Io credo che la replica migliore a questa sia pur legittima presa di posizione l'abbia data due anni fa lo stesso mister, il quale il 13 luglio 2019, durante la conferenza stampa convocata per comunicare le sue condizioni di salute, aveva dichiarato...
Ricevere la notizia della malattia è stata una bella botta e sono rimasto due giorni chiuso in camera a piangere e a riflettere. Mi è passata tutta la vita davanti... Ora che farò?
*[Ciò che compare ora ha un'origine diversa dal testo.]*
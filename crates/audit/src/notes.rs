//! Note templates for audit records.
//!
//! Every human-readable `notes` string is composed here so adapters stay
//! declarative.

use core::fmt;

/// Who triggered an order-driven stock movement, as shown in notes.
#[derive(Debug, Copy, Clone, PartialEq, Eq)]
pub enum ActorLabel {
    Admin,
    Customer,
}

impl ActorLabel {
    pub fn from_admin_flag(is_admin: bool) -> Self {
        if is_admin { Self::Admin } else { Self::Customer }
    }
}

impl fmt::Display for ActorLabel {
    fn fmt(&self, f: &mut fmt::Formatter<'_>) -> fmt::Result {
        match self {
            ActorLabel::Admin => f.write_str("Admin"),
            ActorLabel::Customer => f.write_str("Customer"),
        }
    }
}

/// Direction of a stock movement reported by an order or purchase order.
#[derive(Debug, Copy, Clone, PartialEq, Eq, serde::Serialize, serde::Deserialize)]
#[serde(rename_all = "lowercase")]
pub enum StockDirection {
    Increase,
    Decrease,
}

impl StockDirection {
    fn progressive(self) -> &'static str {
        match self {
            StockDirection::Increase => "increasing",
            StockDirection::Decrease => "reducing",
        }
    }

    fn past(self) -> &'static str {
        match self {
            StockDirection::Increase => "increased",
            StockDirection::Decrease => "decreased",
        }
    }
}

pub fn tracking_disabled(sku: &str) -> String {
    format!("stock tracking disabled for {sku}")
}

pub fn tracking_enabled(sku: &str) -> String {
    format!("stock tracking enabled for {sku}")
}

pub fn quantity_updated(sku: &str, after: i64) -> String {
    format!("stock for {sku} updated to {after}")
}

/// `Customer updated order to "processing" status reducing stock for ABC by 2`
pub fn order_status_change(
    actor: ActorLabel,
    status: &str,
    direction: StockDirection,
    sku: &str,
    line_quantity: i64,
) -> String {
    format!(
        "{actor} updated order to \"{status}\" status {} stock for {sku} by {line_quantity}",
        direction.progressive()
    )
}

pub fn line_item_deleted(sku: &str, line_quantity: i64) -> String {
    format!("Admin deleted line item for {sku} with quantity {line_quantity}")
}

pub fn line_item_updated(sku: &str, previous_quantity: i64, line_quantity: i64) -> String {
    format!("Admin updated line item for {sku} from {previous_quantity} to {line_quantity}")
}

pub fn refund_restock(restored: i64, sku: &str) -> String {
    format!("Order was refunded restoring {restored} stock to product {sku}")
}

/// `PO set to status "received" which increased ABC stock by 5`
pub fn purchase_order(status: &str, direction: StockDirection, sku: &str, line_quantity: i64) -> String {
    format!(
        "PO set to status \"{status}\" which {} {sku} stock by {line_quantity}",
        direction.past()
    )
}

pub fn stock_central(sku: &str, proposed: &str) -> String {
    format!("Stock for {sku} was set to {proposed} in Stock Central")
}
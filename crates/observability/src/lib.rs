//! Tracing and logging setup shared by every binary.

pub mod tracing;

pub use crate::tracing::{LogFormat, UnknownLogFormat};

/// Initialize with an explicit default filter and output format.
///
/// `RUST_LOG` still wins over `default_filter` when set.
pub fn init_with(default_filter: &str, format: LogFormat) {
    tracing::init(default_filter, format);
}
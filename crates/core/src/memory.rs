//! In-memory host doubles.
//!
//! Intended for tests/dev: a catalog, an order and a session that satisfy the
//! capability traits without a real shop behind them.

use std::collections::HashMap;
use std::sync::RwLock;

use crate::host::{ActorContext, Catalog, OrderContext, OrderLine, ProductSnapshotSource};
use crate::id::{OrderId, ProductId, UserId};
use crate::snapshot::{ProductRef, StockSnapshot};

/// Plain product record held by [`InMemoryCatalog`].
#[derive(Debug, Clone, PartialEq, Eq)]
pub struct CatalogProduct {
    pub id: ProductId,
    pub sku: Option<String>,
    pub stock: StockSnapshot,
}

impl CatalogProduct {
    pub fn tracked(id: ProductId, sku: &str, quantity: i64) -> Self {
        Self {
            id,
            sku: Some(sku.to_string()),
            stock: StockSnapshot::tracked(quantity),
        }
    }

    pub fn untracked(id: ProductId, sku: &str) -> Self {
        Self {
            id,
            sku: Some(sku.to_string()),
            stock: StockSnapshot::untracked(),
        }
    }

    pub fn line(&self, quantity: i64) -> OrderLine {
        OrderLine {
            product: ProductRef::new(self.id, self.sku.clone()),
            quantity,
        }
    }
}

impl ProductSnapshotSource for CatalogProduct {
    fn product_id(&self) -> ProductId {
        self.id
    }

    fn sku(&self) -> Option<String> {
        self.sku.clone()
    }

    fn stock_snapshot(&self) -> StockSnapshot {
        self.stock
    }
}

/// Mutable in-memory catalog.
#[derive(Debug, Default)]
pub struct InMemoryCatalog {
    products: RwLock<HashMap<ProductId, CatalogProduct>>,
}

impl InMemoryCatalog {
    pub fn new() -> Self {
        Self::default()
    }

    pub fn with_products(products: impl IntoIterator<Item = CatalogProduct>) -> Self {
        let catalog = Self::new();
        for p in products {
            catalog.upsert(p);
        }
        catalog
    }

    pub fn upsert(&self, product: CatalogProduct) {
        if let Ok(mut map) = self.products.write() {
            map.insert(product.id, product);
        }
    }

    /// Overwrite the stock state of an existing product. Unknown ids are ignored.
    pub fn set_stock(&self, id: ProductId, stock: StockSnapshot) {
        if let Ok(mut map) = self.products.write() {
            if let Some(p) = map.get_mut(&id) {
                p.stock = stock;
            }
        }
    }

    pub fn remove(&self, id: ProductId) {
        if let Ok(mut map) = self.products.write() {
            map.remove(&id);
        }
    }
}

impl Catalog for InMemoryCatalog {
    type Product = CatalogProduct;

    fn get_product(&self, id: ProductId) -> Option<CatalogProduct> {
        let map = self.products.read().ok()?;
        map.get(&id).cloned()
    }

    fn get_product_id_by_sku(&self, sku: &str) -> Option<ProductId> {
        let map = self.products.read().ok()?;
        map.values()
            .find(|p| p.sku.as_deref() == Some(sku))
            .map(|p| p.id)
    }
}

/// Fixed order snapshot.
#[derive(Debug, Clone, PartialEq, Eq)]
pub struct StaticOrder {
    pub id: OrderId,
    pub status: String,
    pub lines: Vec<OrderLine>,
}

impl StaticOrder {
    pub fn new(id: OrderId, status: &str, lines: Vec<OrderLine>) -> Self {
        Self {
            id,
            status: status.to_string(),
            lines,
        }
    }
}

impl OrderContext for StaticOrder {
    fn order_id(&self) -> OrderId {
        self.id
    }

    fn status(&self) -> String {
        self.status.clone()
    }

    fn items(&self) -> Vec<OrderLine> {
        self.lines.clone()
    }
}

/// Fixed session identity.
#[derive(Debug, Copy, Clone, PartialEq, Eq)]
pub struct StaticActor {
    pub user_id: UserId,
    pub admin: bool,
}

impl StaticActor {
    pub fn admin(user_id: UserId) -> Self {
        Self { user_id, admin: true }
    }

    pub fn customer(user_id: UserId) -> Self {
        Self { user_id, admin: false }
    }

    pub fn guest() -> Self {
        Self::customer(UserId::GUEST)
    }
}

impl ActorContext for StaticActor {
    fn current_user_id(&self) -> UserId {
        self.user_id
    }

    fn is_admin_context(&self) -> bool {
        self.admin
    }
}

#[cfg(test)]
mod tests {
    use super::*;

    #[test]
    fn catalog_lookup_by_id_and_sku() {
        let catalog = InMemoryCatalog::with_products([
            CatalogProduct::tracked(ProductId::new(1), "ABC-1", 5),
            CatalogProduct::untracked(ProductId::new(2), "XYZ"),
        ]);

        assert_eq!(catalog.get_product_id_by_sku("XYZ"), Some(ProductId::new(2)));
        assert_eq!(catalog.get_product_id_by_sku("nope"), None);
        assert_eq!(
            catalog.get_product(ProductId::new(1)).unwrap().stock_snapshot(),
            StockSnapshot::tracked(5)
        );
    }

    #[test]
    fn set_stock_updates_existing_products_only() {
        let catalog = InMemoryCatalog::with_products([CatalogProduct::tracked(ProductId::new(1), "A", 5)]);
        catalog.set_stock(ProductId::new(1), StockSnapshot::tracked(9));
        catalog.set_stock(ProductId::new(99), StockSnapshot::tracked(9));

        assert_eq!(catalog.get_product(ProductId::new(1)).unwrap().stock.quantity, Some(9));
        assert!(catalog.get_product(ProductId::new(99)).is_none());
    }
}
//! Tracing/logging initialization.

use core::str::FromStr;

use serde::{Deserialize, Serialize};
use thiserror::Error;
use tracing_subscriber::EnvFilter;

/// Log line format.
#[derive(Debug, Copy, Clone, PartialEq, Eq, Default, Serialize, Deserialize)]
#[serde(rename_all = "lowercase")]
pub enum LogFormat {
    #[default]
    Json,
    Pretty,
}

#[derive(Debug, Error, PartialEq, Eq)]
#[error("unknown log format '{0}' (expected 'json' or 'pretty')")]
pub struct UnknownLogFormat(pub String);

impl FromStr for LogFormat {
    type Err = UnknownLogFormat;

    fn from_str(s: &str) -> Result<Self, Self::Err> {
        match s.trim().to_ascii_lowercase().as_str() {
            "json" => Ok(LogFormat::Json),
            "pretty" => Ok(LogFormat::Pretty),
            other => Err(UnknownLogFormat(other.to_string())),
        }
    }
}

/// Initialize tracing/logging for the process.
///
/// Safe to call multiple times (subsequent calls are no-ops).
pub fn init(default_filter: &str, format: LogFormat) {
    let filter = EnvFilter::try_from_default_env()
        .or_else(|_| EnvFilter::try_new(default_filter))
        .unwrap_or_else(|_| EnvFilter::new("info"));

    let builder = tracing_subscriber::fmt()
        .with_env_filter(filter)
        .with_timer(tracing_subscriber::fmt::time::SystemTime)
        .with_target(false);

    let _ = match format {
        LogFormat::Json => builder.json().try_init(),
        LogFormat::Pretty => builder.pretty().try_init(),
    };
}
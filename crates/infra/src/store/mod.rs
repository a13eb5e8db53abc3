//! Append-only audit log boundary.
//!
//! The [`AuditStore`] trait plus two implementations: an in-memory log for
//! tests and development, and a Postgres table for production.

pub mod in_memory;
pub mod postgres;
pub mod r#trait;

pub use in_memory::InMemoryAuditStore;
pub use postgres::PostgresAuditStore;
pub use r#trait::{
    AuditFilter, AuditPage, AuditStore, DEFAULT_PAGE_SIZE, MAX_PAGE_SIZE, Pagination, PersistenceError,
};
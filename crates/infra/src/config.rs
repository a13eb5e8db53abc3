//! Runtime configuration loaded from `INVTRACK_*` environment variables.

use thiserror::Error;

use invtrack_core::OrderId;
use invtrack_observability::LogFormat;

use crate::store::{DEFAULT_PAGE_SIZE, MAX_PAGE_SIZE};

pub const ENV_DATABASE_URL: &str = "INVTRACK_DATABASE_URL";
pub const ENV_PAGE_SIZE: &str = "INVTRACK_PAGE_SIZE";
pub const ENV_MAX_CONNECTIONS: &str = "INVTRACK_DB_MAX_CONNECTIONS";
pub const ENV_LOG: &str = "INVTRACK_LOG";
pub const ENV_LOG_FORMAT: &str = "INVTRACK_LOG_FORMAT";
pub const ENV_ADMIN_URL: &str = "INVTRACK_ADMIN_URL";
pub const ENV_PURCHASE_ORDER_IDS: &str = "INVTRACK_PURCHASE_ORDER_IDS";

#[derive(Debug, Error, PartialEq, Eq)]
pub enum ConfigError {
    #[error("{key} must be a positive integer, got '{value}'")]
    InvalidNumber { key: &'static str, value: String },

    #[error("{key}: {message}")]
    Invalid { key: &'static str, message: String },
}

#[derive(Debug, Clone, PartialEq, Eq)]
pub struct TrackerConfig {
    /// Postgres connection string; `None` selects the in-memory store.
    pub database_url: Option<String>,
    pub page_size: u32,
    pub max_connections: u32,
    pub log_filter: String,
    pub log_format: LogFormat,
    /// Base URL of the shop admin, used for order links.
    pub admin_url: String,
    /// Order ids that are external purchase orders (comma separated in the env).
    pub purchase_order_ids: Vec<OrderId>,
}

impl Default for TrackerConfig {
    fn default() -> Self {
        Self {
            database_url: None,
            page_size: DEFAULT_PAGE_SIZE,
            max_connections: 5,
            log_filter: "info".to_string(),
            log_format: LogFormat::Json,
            admin_url: "/wp-admin/".to_string(),
            purchase_order_ids: Vec::new(),
        }
    }
}

impl TrackerConfig {
    pub fn from_env() -> Result<Self, ConfigError> {
        Self::from_lookup(|key| std::env::var(key).ok())
    }

    /// Build from an arbitrary key lookup. Empty values count as unset.
    pub fn from_lookup<F>(lookup: F) -> Result<Self, ConfigError>
    where
        F: Fn(&str) -> Option<String>,
    {
        let get = |key: &str| lookup(key).map(|v| v.trim().to_string()).filter(|v| !v.is_empty());
        let defaults = Self::default();

        let page_size = match get(ENV_PAGE_SIZE) {
            Some(raw) => parse_positive(ENV_PAGE_SIZE, &raw)?.min(MAX_PAGE_SIZE),
            None => defaults.page_size,
        };
        let max_connections = match get(ENV_MAX_CONNECTIONS) {
            Some(raw) => parse_positive(ENV_MAX_CONNECTIONS, &raw)?,
            None => defaults.max_connections,
        };
        let log_format = match get(ENV_LOG_FORMAT) {
            Some(raw) => raw.parse::<LogFormat>().map_err(|e| ConfigError::Invalid {
                key: ENV_LOG_FORMAT,
                message: e.to_string(),
            })?,
            None => defaults.log_format,
        };
        let admin_url = match get(ENV_ADMIN_URL) {
            Some(mut url) => {
                if !url.ends_with('/') {
                    url.push('/');
                }
                url
            }
            None => defaults.admin_url,
        };
        let purchase_order_ids = match get(ENV_PURCHASE_ORDER_IDS) {
            Some(raw) => parse_order_ids(ENV_PURCHASE_ORDER_IDS, &raw)?,
            None => defaults.purchase_order_ids,
        };

        Ok(Self {
            database_url: get(ENV_DATABASE_URL),
            page_size,
            max_connections,
            log_filter: get(ENV_LOG).unwrap_or(defaults.log_filter),
            log_format,
            admin_url,
            purchase_order_ids,
        })
    }
}

fn parse_positive(key: &'static str, raw: &str) -> Result<u32, ConfigError> {
    match raw.parse::<u32>() {
        Ok(n) if n > 0 => Ok(n),
        _ => Err(ConfigError::InvalidNumber {
            key,
            value: raw.to_string(),
        }),
    }
}

fn parse_order_ids(key: &'static str, raw: &str) -> Result<Vec<OrderId>, ConfigError> {
    raw.split(',')
        .map(str::trim)
        .filter(|part| !part.is_empty())
        .map(|part| {
            part.parse::<OrderId>().map_err(|e| ConfigError::Invalid {
                key,
                message: e.to_string(),
            })
        })
        .collect()
}
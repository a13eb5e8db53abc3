//! Admin-panel edits: product editor, quick edit, bulk edit.

use invtrack_core::{ActorContext, AuditResult, Catalog, ProductSnapshotSource, StockSnapshot};

use crate::cache::SnapshotCache;
use crate::differ;
use crate::record::{AuditRecord, AuditRecordBuilder, Reason};

/// Admin UI surface an edit was submitted from.
#[derive(Debug, Copy, Clone, PartialEq, Eq)]
pub enum EditSurface {
    ProductEditor,
    QuickEdit,
    BulkEdit,
}

impl EditSurface {
    pub fn reason(self) -> Reason {
        match self {
            EditSurface::ProductEditor => Reason::ProductEditor,
            EditSurface::QuickEdit => Reason::QuickEdit,
            EditSurface::BulkEdit => Reason::BulkEdit,
        }
    }
}

fn edited<P, A>(
    surface: EditSurface,
    edited: &P,
    previous: &StockSnapshot,
    actor: &A,
) -> AuditResult<Option<AuditRecord>>
where
    P: ProductSnapshotSource + ?Sized,
    A: ActorContext + ?Sized,
{
    let identity = edited.product_ref();
    let Some(delta) = differ::diff(&edited.stock_snapshot(), previous, &identity)? else {
        return Ok(None);
    };

    AuditRecordBuilder::from_delta(delta)
        .reason(surface.reason())
        .user(actor.current_user_id())
        .build()
        .map(Some)
}

/// Product editor save: compare the submitted product against the stored copy.
///
/// A product the catalog does not know yet (first save) has nothing to compare against.
pub fn product_editor_saved<P, C, A>(
    submitted: &P,
    catalog: &C,
    actor: &A,
) -> AuditResult<Option<AuditRecord>>
where
    P: ProductSnapshotSource + ?Sized,
    C: Catalog + ?Sized,
    A: ActorContext + ?Sized,
{
    let Some(stored) = catalog.get_product(submitted.product_id()) else {
        return Ok(None);
    };
    edited(EditSurface::ProductEditor, submitted, &stored.stock_snapshot(), actor)
}

/// Quick or bulk edit save: compare against the snapshot captured before the edit.
///
/// Products that were never captured in this operation are ignored.
pub fn edited_from_cache<P, A>(
    surface: EditSurface,
    saved: &P,
    cache: &mut SnapshotCache,
    actor: &A,
) -> AuditResult<Option<AuditRecord>>
where
    P: ProductSnapshotSource + ?Sized,
    A: ActorContext + ?Sized,
{
    let Some(captured) = cache.take(saved.product_id()) else {
        return Ok(None);
    };
    edited(surface, saved, &captured.snapshot, actor)
}
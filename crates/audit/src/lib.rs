//! Inventory audit core (pure, deterministic).
//!
//! Change detection ([`differ`]), the canonical [`AuditRecord`], note
//! templates, the per-operation [`SnapshotCache`] and one normalizer adapter
//! per event source. No IO, no storage.

pub mod cache;
pub mod differ;
pub mod normalizer;
pub mod notes;
pub mod record;

pub use cache::{CapturedProduct, OperationScope, SnapshotCache};
pub use differ::{DeltaKind, StockDelta, diff};
pub use normalizer::{EditSurface, NormalizedBatch, ProposedStock, StockLevels};
pub use notes::{ActorLabel, StockDirection};
pub use record::{AuditRecord, AuditRecordBuilder, Reason, StoredAuditRecord};
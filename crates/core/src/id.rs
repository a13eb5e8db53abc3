//! Strongly-typed identifiers used across the audit domain.
//!
//! The host catalog hands out positive integer ids (posts, orders, users), so
//! every identifier here is an `i64` newtype. `i64` matches the `BIGINT`
//! columns of the audit log.

use core::str::FromStr;
use serde::{Deserialize, Serialize};

use crate::error::AuditError;

/// Identifier of a catalog product (or variation).
#[derive(Debug, Copy, Clone, PartialEq, Eq, PartialOrd, Ord, Hash, Serialize, Deserialize)]
#[serde(transparent)]
pub struct ProductId(i64);

/// Identifier of an order. Shop orders and external purchase orders share this space.
#[derive(Debug, Copy, Clone, PartialEq, Eq, PartialOrd, Ord, Hash, Serialize, Deserialize)]
#[serde(transparent)]
pub struct OrderId(i64);

/// Identifier of the acting user. `0` is the unauthenticated guest.
#[derive(Debug, Copy, Clone, PartialEq, Eq, PartialOrd, Ord, Hash, Serialize, Deserialize)]
#[serde(transparent)]
pub struct UserId(i64);

/// Surrogate key of a persisted audit record, assigned by the store.
#[derive(Debug, Copy, Clone, PartialEq, Eq, PartialOrd, Ord, Hash, Serialize, Deserialize)]
#[serde(transparent)]
pub struct RecordId(i64);

macro_rules! impl_int_newtype {
    ($t:ty, $name:literal) => {
        impl $t {
            pub const fn new(value: i64) -> Self {
                Self(value)
            }

            pub const fn get(self) -> i64 {
                self.0
            }
        }

        impl core::fmt::Display for $t {
            fn fmt(&self, f: &mut core::fmt::Formatter<'_>) -> core::fmt::Result {
                core::fmt::Display::fmt(&self.0, f)
            }
        }

        impl From<i64> for $t {
            fn from(value: i64) -> Self {
                Self(value)
            }
        }

        impl From<$t> for i64 {
            fn from(value: $t) -> Self {
                value.0
            }
        }

        impl FromStr for $t {
            type Err = AuditError;

            fn from_str(s: &str) -> Result<Self, Self::Err> {
                let value = s
                    .trim()
                    .parse::<i64>()
                    .map_err(|e| AuditError::invalid_id(format!("{}: {}", $name, e)))?;
                if value < 0 {
                    return Err(AuditError::invalid_id(format!(
                        "{}: negative id {}",
                        $name, value
                    )));
                }
                Ok(Self(value))
            }
        }
    };
}

impl_int_newtype!(ProductId, "ProductId");
impl_int_newtype!(OrderId, "OrderId");
impl_int_newtype!(UserId, "UserId");
impl_int_newtype!(RecordId, "RecordId");

impl UserId {
    /// The actor recorded for storefront changes made without a login.
    pub const GUEST: UserId = UserId(0);

    pub fn is_guest(self) -> bool {
        self.0 == 0
    }
}

#[cfg(test)]
mod tests {
    use super::*;

    #[test]
    fn parses_trimmed_integer_ids() {
        assert_eq!(" 42 ".parse::<ProductId>().unwrap(), ProductId::new(42));
        assert_eq!("7".parse::<OrderId>().unwrap().get(), 7);
    }

    #[test]
    fn rejects_negative_and_non_numeric_ids() {
        assert!(matches!("-1".parse::<ProductId>(), Err(AuditError::InvalidId(_))));
        assert!(matches!("abc".parse::<UserId>(), Err(AuditError::InvalidId(_))));
    }

    #[test]
    fn guest_is_user_zero() {
        assert!(UserId::GUEST.is_guest());
        assert!(!UserId::new(3).is_guest());
    }

    #[test]
    fn serializes_transparently() {
        let json = serde_json::to_string(&ProductId::new(42)).unwrap();
        assert_eq!(json, "42");
    }
}
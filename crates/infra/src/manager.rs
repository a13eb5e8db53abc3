//! Update manager: the single write/read entry point to the audit log.
//!
//! Constructed once at startup and handed to whatever needs it. Writes have
//! two flavours: [`UpdateManager::record`] surfaces store failures, while
//! [`UpdateManager::record_best_effort`] logs them and lets the triggering
//! stock operation carry on.

use tracing::{debug, error};

use invtrack_audit::AuditRecord;
use invtrack_core::RecordId;

use crate::store::{AuditFilter, AuditPage, AuditStore, DEFAULT_PAGE_SIZE, MAX_PAGE_SIZE, Pagination, PersistenceError};

#[derive(Debug)]
pub struct UpdateManager<S> {
    store: S,
    page_size: u32,
}

impl<S> UpdateManager<S>
where
    S: AuditStore,
{
    pub fn new(store: S) -> Self {
        Self {
            store,
            page_size: DEFAULT_PAGE_SIZE,
        }
    }

    /// Default page size used when a query passes no pagination.
    pub fn with_page_size(mut self, page_size: u32) -> Self {
        self.page_size = page_size.clamp(1, MAX_PAGE_SIZE);
        self
    }

    pub fn page_size(&self) -> u32 {
        self.page_size
    }

    pub fn store(&self) -> &S {
        &self.store
    }

    pub fn record(&self, record: AuditRecord) -> Result<RecordId, PersistenceError> {
        self.store.append(record).map(|stored| stored.id)
    }

    /// Persist `record`; on failure log it with its full context and return `None`.
    pub fn record_best_effort(&self, source: &str, record: AuditRecord) -> Option<RecordId> {
        let product_id = record.product_id();
        let sku = record.product_sku().unwrap_or_default().to_string();
        let stock_before = record.stock_before();
        let stock_after = record.stock_after();
        let stock_change = record.stock_change();
        let reason = record.reason().unwrap_or_default().to_string();

        match self.store.append(record) {
            Ok(stored) => {
                debug!(
                    source,
                    record_id = %stored.id,
                    product_id = %product_id,
                    sku = %sku,
                    stock_change = ?stock_change,
                    "inventory update recorded"
                );
                Some(stored.id)
            }
            Err(e) => {
                error!(
                    source,
                    product_id = %product_id,
                    sku = %sku,
                    stock_before = ?stock_before,
                    stock_after = ?stock_after,
                    stock_change = ?stock_change,
                    reason = %reason,
                    error = %e,
                    "failed to record inventory update"
                );
                None
            }
        }
    }

    pub fn query(&self, filter: &AuditFilter, pagination: Option<Pagination>) -> Result<AuditPage, PersistenceError> {
        let pagination = pagination.unwrap_or(Pagination {
            limit: self.page_size,
            offset: 0,
        });
        self.store.query(filter, pagination)
    }
}

#[cfg(test)]
mod tests {
    use super::*;
    use invtrack_audit::StoredAuditRecord;
    use invtrack_core::{ProductId, ProductRef};

    use crate::store::InMemoryAuditStore;

    struct RejectingStore;

    impl AuditStore for RejectingStore {
        fn append(&self, _record: AuditRecord) -> Result<StoredAuditRecord, PersistenceError> {
            Err(PersistenceError::Unavailable("down".to_string()))
        }

        fn query(&self, _filter: &AuditFilter, _pagination: Pagination) -> Result<AuditPage, PersistenceError> {
            Err(PersistenceError::Unavailable("down".to_string()))
        }
    }

    fn test_record() -> AuditRecord {
        AuditRecord::builder(ProductRef::new(ProductId::new(5), Some("SKU-5".to_string())))
            .levels(Some(3), Some(1))
            .build()
            .unwrap()
    }

    #[test]
    fn record_returns_assigned_id() {
        let manager = UpdateManager::new(InMemoryAuditStore::new());
        let id = manager.record(test_record()).unwrap();
        assert_eq!(id, RecordId::new(1));
    }

    #[test]
    fn best_effort_swallows_store_failures() {
        let manager = UpdateManager::new(RejectingStore);
        assert!(manager.record_best_effort("test", test_record()).is_none());
        assert!(matches!(
            manager.record(test_record()),
            Err(PersistenceError::Unavailable(_))
        ));
    }

    #[test]
    fn query_without_pagination_uses_configured_page_size() {
        let manager = UpdateManager::new(InMemoryAuditStore::new()).with_page_size(2);
        for _ in 0..3 {
            manager.record(test_record()).unwrap();
        }

        let page = manager.query(&AuditFilter::default(), None).unwrap();
        assert_eq!(page.items.len(), 2);
        assert_eq!(page.total_count, 3);
        assert!(page.has_more);
    }

    #[test]
    fn page_size_is_clamped() {
        let manager = UpdateManager::new(InMemoryAuditStore::new()).with_page_size(10_000);
        assert_eq!(manager.page_size(), MAX_PAGE_SIZE);
    }
}
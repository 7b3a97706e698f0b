//! Player character: combat state machine, stamina, inventory and aim feedback.
//!
//! Every transition takes the actor's own id and a `CombatContext`, so timers,
//! montages and events go through the world without the character holding
//! references to it. Shots are split in two: `begin_fire` runs the guards and
//! the shooter-side effects, and the world resolves the returned `ShotPlan`.

pub mod dodge;
pub mod inventory;
pub mod stamina;
pub mod state;

use bevy::math::{Vec2, Vec3};
use rand::Rng;
use tracing::{debug, info, trace};

use crate::actors::ActorId;
use crate::balance::BalanceOutcome;
use crate::capabilities::{AnimationCue, Montage};
use crate::config::PlayerTuning;
use crate::context::CombatContext;
use crate::damage::{DamageTaken, Damageable, ShotProfile};
use crate::events::CombatEvent;
use crate::health::HealthPool;
use crate::timers::TimerPurpose;
use crate::weapon::spread::spread_radius;
use crate::weapon::{AmmoType, CrosshairSpread, FireMode, Recoil, Weapon};

pub use dodge::DodgeDirection;
pub use inventory::{AmmoPool, WeaponInventory};
pub use stamina::StaminaPool;
pub use state::CombatState;

const DEATH_SECTIONS: [&str; 3] = ["DeathA", "DeathB", "DeathC"];

/// What the world needs to resolve one shot.
#[derive(Debug, Clone, Copy, PartialEq)]
pub struct ShotPlan {
    pub profile: ShotProfile,
    pub spread_radius: f32,
    pub mode: FireMode,
    /// Crosshair trace start
    pub eye: Vec3,
    pub muzzle: Vec3,
    pub direction: Vec3,
}

#[derive(Debug, Clone, Copy, PartialEq)]
pub enum FireStart {
    Rejected,
    /// Magazine was empty; a reload started instead
    Reloading,
    Shot(ShotPlan),
}

#[derive(Debug, Clone)]
pub struct PlayerCharacter {
    state: CombatState,
    pub health: HealthPool,
    pub stamina: StaminaPool,
    pub inventory: WeaponInventory,
    pub ammo: AmmoPool,
    pub recoil: Recoil,
    pub crosshair: CrosshairSpread,
    pub position: Vec3,
    pub velocity: Vec3,
    /// Camera forward; shots leave along it
    pub aim_direction: Vec3,
    pub aiming: bool,
    pub fire_held: bool,
    pub falling: bool,
    move_input: Vec2,
    invulnerable: bool,
    dodge_ready: bool,
    input_enabled: bool,
    collision_enabled: bool,
    walk_speed: f32,
    /// Camera relative to the muzzle; the crosshair trace starts here
    pub camera_offset: Vec3,
    /// (pitch, yaw) recoil offset produced by the last tick
    pub recoil_offset: Vec2,
}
Rispetto la malattia, ma la guarderò negli occhi, la affronterò a petto in fuori e so già che vincerò questa sfida, non vedo l'ora di andare in ospedale: prima comincio le cure e prima finisco. La leucemia è in fase acuta, ma attaccabile: ci vuole tempo, ma si guarisce. Non voglio far pena a nessuno, ma spero che da questa storia tutti capiscano due cose: nessuno è indistruttibile e la prevenzione è importante. Nella mia vita ho sempre dovuto combattere, nessuno mi ha regalato nulla e sono sicuro che da questa esperienza ne uscirò come un uomo migliore.
... in questa intervista rilasciata al Corriere a novembre dell'anno dopo:
Sinisa Mihajlovic, le sembra giusto che la lotta contro il cancro venga sempre definita come una guerra, come una battaglia da vincere?
«Oggi, solo oggi, capisco la domanda. Ammalarsi non è una colpa. Succede, e basta. Ti cade il mondo addosso. Cerchi di reagire. Ognuno lo fa a suo modo. La verità è che non sono un eroe, e neppure Superman. Sono uno che quando parlava così, si faceva coraggio. Perché aveva paura, e piangeva, e si chiedeva perché, e implorava aiuto a Dio, come tutti. Pensavo solo a darmi forza nell’unico modo che conosco. Combatti, non mollare mai».
E chi non ce la fa?
«Non è certo un perdente. Non è una sconfitta, è una maledetta malattia. Non esiste una ricetta, io almeno non ce l’ho. Tu puoi sentirti un guerriero, ma senza dottori non vai da nessuna parte. L’unica cosa che puoi fare è non perdere voglia di vivere. Il resto non dipende da noi».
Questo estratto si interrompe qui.